Numerous antibodies targeting G protein-coupled receptors (GPCRs) have been described as non-specific among the polyclonal antibodies against angiotensin II type 1 receptor (AT1). We have tested the newly developed AT1 receptor mouse monoclonal antibody for its specificity. Human embryonic kidney (HEK293) cells, which do not endogenously express AT1 receptor, were transfected in order to overexpress a fluorescently labeled enhanced green fluorescent protein (EGFP)-tagged human AT1 receptor. Western blot and immunofluorescence assays were performed to test the specificity of the Santa Cruz monoclonal antibody sc-57036. These results were compared to the ones obtained with the polyclonal sc-1173 anti-AT1 receptor antibodies that have already been described as non-specific. While the positive controls using GFP antibodies detected the EGFP-tagged AT1 receptor, both polyclonal and monoclonal anti-AT1 receptor antibodies failed to specifically recognize the corresponding band by Western blot, as similar bands were revealed in either transfected or non-transfected cells. It also failed to detect AT1 receptor in immunofluorescence experiments. The lack of target recognition of the monoclonal AT1 receptor antibody in our experimental conditions suggests that this antibody could give misleading results such as misidentification of the protein. To our knowledge, no specific antibodies targeting AT1 receptors have been developed so far and the field is thus in need of new technical developments.

Conférence du Dr Amedea B Seabra du Center for Natural and Human Sciences Federal University of ABC (Brésil) le 15 juin à la Faculté de Pharmacie de Nancy

"Nitric oxide releasing biomaterials for biomedical and agricultural applications"

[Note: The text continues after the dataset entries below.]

//! Rakuda back-office API server.
//!
//! Single binary serving the reselling back office on port 8080:
//! listings, pricing automation, the shipment queue, exchange rates,
//! buyer messaging, inventory alerts, and cache administration.
//!
//! # Architecture
//!
//! - Axum web framework, JSON in and out
//! - `PostgreSQL` as the system of record
//! - Redis as the shared read-through cache
//! - Background tokio tasks: shipment worker, rate refresher,
//!   low-stock scanner, session sweeper
//!
//! # External APIs
//!
//! - eBay Sell API (price pushes, buyer messages) - optional
//! - Exchange-rate provider - optional API key
//! - SMTP relay for alert digests - optional

#![cfg_attr(not(test), forbid(unsafe_code))]

use std::time::Duration;

use axum::extract::State;
use axum::http::StatusCode;
use axum::{Router, routing::get};
use axum_server::Handle;
use axum_server::tls_rustls::RustlsConfig;
use secrecy::ExposeSecret;
use sentry::integrations::tracing as sentry_tracing;
use sqlx::PgPool;
use tokio::sync::watch;
use tokio::time::MissedTickBehavior;
use tower_http::trace::{DefaultOnResponse, OnResponse, TraceLayer};
use tracing::{Span, info, warn};
use tracing_subscriber::{layer::SubscriberExt, util::SubscriberInitExt};

use rakuda_api::cache::CacheService;
use rakuda_api::config::Config;
use rakuda_api::state::AppState;
use rakuda_api::{db, routes};

/// How often expired session rows are deleted.
const SESSION_SWEEP_SECS: u64 = 3600;

/// Initialize Sentry error tracking and return guard that must be kept alive.
fn init_sentry(config: &Config) -> Option<sentry::ClientInitGuard> {
    let dsn = config.sentry_dsn.as_ref()?;

    let guard = sentry::init((
        dsn.as_str(),
        sentry::ClientOptions {
            release: sentry::release_name!(),
            environment: config
                .sentry_environment
                .clone()
                .map(std::borrow::Cow::Owned),
            sample_rate: config.sentry_sample_rate,
            traces_sample_rate: config.sentry_traces_sample_rate,
            attach_stacktrace: true,
            ..Default::default()
        },
    ));

    tracing::info!("Sentry initialized");
    Some(guard)
}

/// Filter tracing events to Sentry event types.
fn sentry_event_filter(metadata: &tracing::Metadata<'_>) -> sentry_tracing::EventFilter {
    match *metadata.level() {
        tracing::Level::ERROR | tracing::Level::WARN => sentry_tracing::EventFilter::Event,
        tracing::Level::INFO | tracing::Level::DEBUG => sentry_tracing::EventFilter::Breadcrumb,
        _ => sentry_tracing::EventFilter::Ignore,
    }
}

#[tokio::main]
async fn main() {
    // Install rustls crypto provider (must be done before any TLS operations)
    rustls::crypto::ring::default_provider()
        .install_default()
        .expect("Failed to install rustls crypto provider");

    // Load configuration from environment (needed for Sentry init)
    let config = Config::from_env().expect("Failed to load configuration");

    // Initialize Sentry (must be done before tracing subscriber)
    let _sentry_guard = init_sentry(&config);

    // Initialize tracing with EnvFilter and Sentry integration
    // Defaults to info level for our crate if RUST_LOG is not set
    let env_filter = tracing_subscriber::EnvFilter::try_from_default_env()
        .unwrap_or_else(|_| "rakuda_api=info,tower_http=debug".into());

    // Use JSON format on Fly.io for structured log parsing, text format locally
    let is_fly = std::env::var("FLY_APP_NAME").is_ok();
    let json_layer = is_fly.then(|| tracing_subscriber::fmt::layer().json().flatten_event(true));
    let text_layer = (!is_fly).then(tracing_subscriber::fmt::layer);

    tracing_subscriber::registry()
        .with(env_filter)
        .with(json_layer)
        .with(text_layer)
        .with(sentry_tracing::layer().event_filter(sentry_event_filter))
        .init();

    // Initialize database connection pool
    let pool = db::create_pool(&config.database_url)
        .await
        .expect("Failed to create database pool");
    tracing::info!("Database pool created");

    // NOTE: Migrations are NOT run automatically on startup.
    // Run them explicitly via: cargo run -p rakuda-cli -- migrate

    // Connect the shared cache. Reads fail open once connected, but a
    // Redis that is unreachable at boot is a deployment problem.
    let cache = CacheService::connect(config.redis_url.expose_secret())
        .await
        .expect("Failed to connect to Redis");
    tracing::info!("Cache connected");

    // Build application state (wires the full service graph)
    let state = AppState::new(config.clone(), pool.clone(), cache)
        .expect("Failed to create application state");

    // Background tasks, all stopping on the same shutdown signal
    let (shutdown_tx, shutdown_rx) = watch::channel(false);
    let workers = vec![
        tokio::spawn(state.shipment_queue().clone().run(shutdown_rx.clone())),
        tokio::spawn(
            state
                .rates()
                .clone()
                .run(config.rates.refresh_secs, shutdown_rx.clone()),
        ),
        tokio::spawn(
            state
                .alerts()
                .clone()
                .run(config.alerts_scan_secs, shutdown_rx.clone()),
        ),
        tokio::spawn(sweep_sessions(pool.clone(), shutdown_rx)),
    ];

    // Build router
    let app = Router::new()
        .route("/health", get(health))
        .route("/health/ready", get(readiness))
        .merge(routes::routes())
        .layer(
            TraceLayer::new_for_http()
                .make_span_with(|request: &axum::http::Request<_>| {
                    tracing::info_span!(
                        "http_request",
                        method = %request.method(),
                        uri = %request.uri(),
                        status = tracing::field::Empty,
                        latency_ms = tracing::field::Empty,
                    )
                })
                .on_response(
                    |response: &axum::http::Response<_>,
                     latency: std::time::Duration,
                     span: &Span| {
                        span.record("status", response.status().as_u16());
                        span.record("latency_ms", latency.as_millis() as u64);
                        DefaultOnResponse::default().on_response(response, latency, span);
                    },
                ),
        )
        .with_state(state)
        // Sentry layers (outermost for full request coverage)
        .layer(sentry_tower::NewSentryLayer::new_from_top())
        .layer(sentry_tower::SentryHttpLayer::new().enable_transaction());

    // Start server
    let addr = config.socket_addr();
    let shutdown = async move {
        shutdown_signal().await;
        // Flip the watch so background tasks drain alongside the server.
        let _ = shutdown_tx.send(true);
    };

    if let Some(tls_config) = &config.tls {
        let rustls_config = RustlsConfig::from_pem(
            tls_config.cert_pem.as_bytes().to_vec(),
            tls_config.key_pem.expose_secret().as_bytes().to_vec(),
        )
        .await
        .expect("Failed to load TLS certificates");

        tracing::info!("rakuda-api listening on https://{}", addr);

        let handle = Handle::new();
        let shutdown_handle = handle.clone();

        // Spawn task to handle graceful shutdown
        tokio::spawn(async move {
            shutdown.await;
            shutdown_handle.graceful_shutdown(Some(Duration::from_secs(30)));
        });

        axum_server::bind_rustls(addr, rustls_config)
            .handle(handle)
            .serve(app.into_make_service())
            .await
            .expect("Server error");
    } else {
        tracing::info!("rakuda-api listening on http://{}", addr);

        let listener = tokio::net::TcpListener::bind(addr)
            .await
            .expect("Failed to bind to address");

        axum::serve(listener, app)
            .with_graceful_shutdown(shutdown)
            .await
            .expect("Server error");
    }

    // Let the shipment worker finish its current job before exiting.
    for worker in workers {
        if let Err(e) = worker.await {
            warn!(error = %e, "Background task panicked");
        }
    }
    info!("Shutdown complete");
}

/// Liveness health check endpoint.
///
/// Returns "ok" if the server is running. Does not check dependencies.
async fn health() -> &'static str {
    "ok"
}

/// Readiness health check endpoint.
///
/// Verifies database and Redis connectivity before returning OK.
/// Returns 503 Service Unavailable if either is unreachable.
async fn readiness(State(state): State<AppState>) -> StatusCode {
    let db_ok = sqlx::query("SELECT 1").fetch_one(state.pool()).await.is_ok();
    let redis_ok = state.cache().ping().await.is_ok();

    if db_ok && redis_ok {
        StatusCode::OK
    } else {
        StatusCode::SERVICE_UNAVAILABLE
    }
}

/// Hourly sweep deleting expired session rows.
async fn sweep_sessions(pool: PgPool, mut shutdown: watch::Receiver<bool>) {
    let mut ticker = tokio::time::interval(Duration::from_secs(SESSION_SWEEP_SECS));
    ticker.set_missed_tick_behavior(MissedTickBehavior::Delay);

    loop {
        tokio::select! {
            _ = ticker.tick() => {
                match db::sessions::sweep_expired(&pool).await {
                    Ok(0) => {}
                    Ok(swept) => info!(swept, "Expired sessions swept"),
                    Err(e) => warn!(error = %e, "Session sweep failed"),
                }
            }
            _ = shutdown.changed() => {
                info!("Session sweep task stopping");
                return;
            }
        }
    }
}

/// Wait for shutdown signal (Ctrl+C or SIGTERM).
async fn shutdown_signal() {
    let ctrl_c = async {
        tokio::signal::ctrl_c()
            .await
            .expect("Failed to install Ctrl+C handler");
    };

    #[cfg(unix)]
    let terminate = async {
        tokio::signal::unix::signal(tokio::signal::unix::SignalKind::terminate())
            .expect("Failed to install signal handler")
            .recv()
            .await;
    };

    #[cfg(not(unix))]
    let terminate = std::future::pending::<()>();

    tokio::select! {
        () = ctrl_c => {},
        () = terminate => {},
    }
}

The free radical nitric oxide (NO) plays a key role in several biological processes in mammals, such as the control of vasodilation, the immunological responses, the inhibition of platelet adhesion, the cell communication, anti-cancer activities, and the wound healing. In addition, NO is recognized as important molecule in several physiologic process in plants, including break seed dormancy, stimulate plant germination and greening, control iron homeostasis in plants, and improve plant tolerance to salinity, metal toxicity, temperature and drought stress. As a free radical, NO donors are administrated in several applications. Among them, S-nitrosothiols (RSNOs) are an important class of NO donors, since they spontaneously decompose releasing NO, and this decomposition can be triggered by light irradiation (visible region). Several papers in the literature reveal that the combination of nanotechnology and RSNOs is a promising strategy to allow the therapeutic uses of NO. In this context, this presentation focuses on the synthesis strategies, characterization, in vitro and in vivo applications of NO-based metallic and polymeric nanoparticles, hydrogels and films  for biomedical and agriculture applications.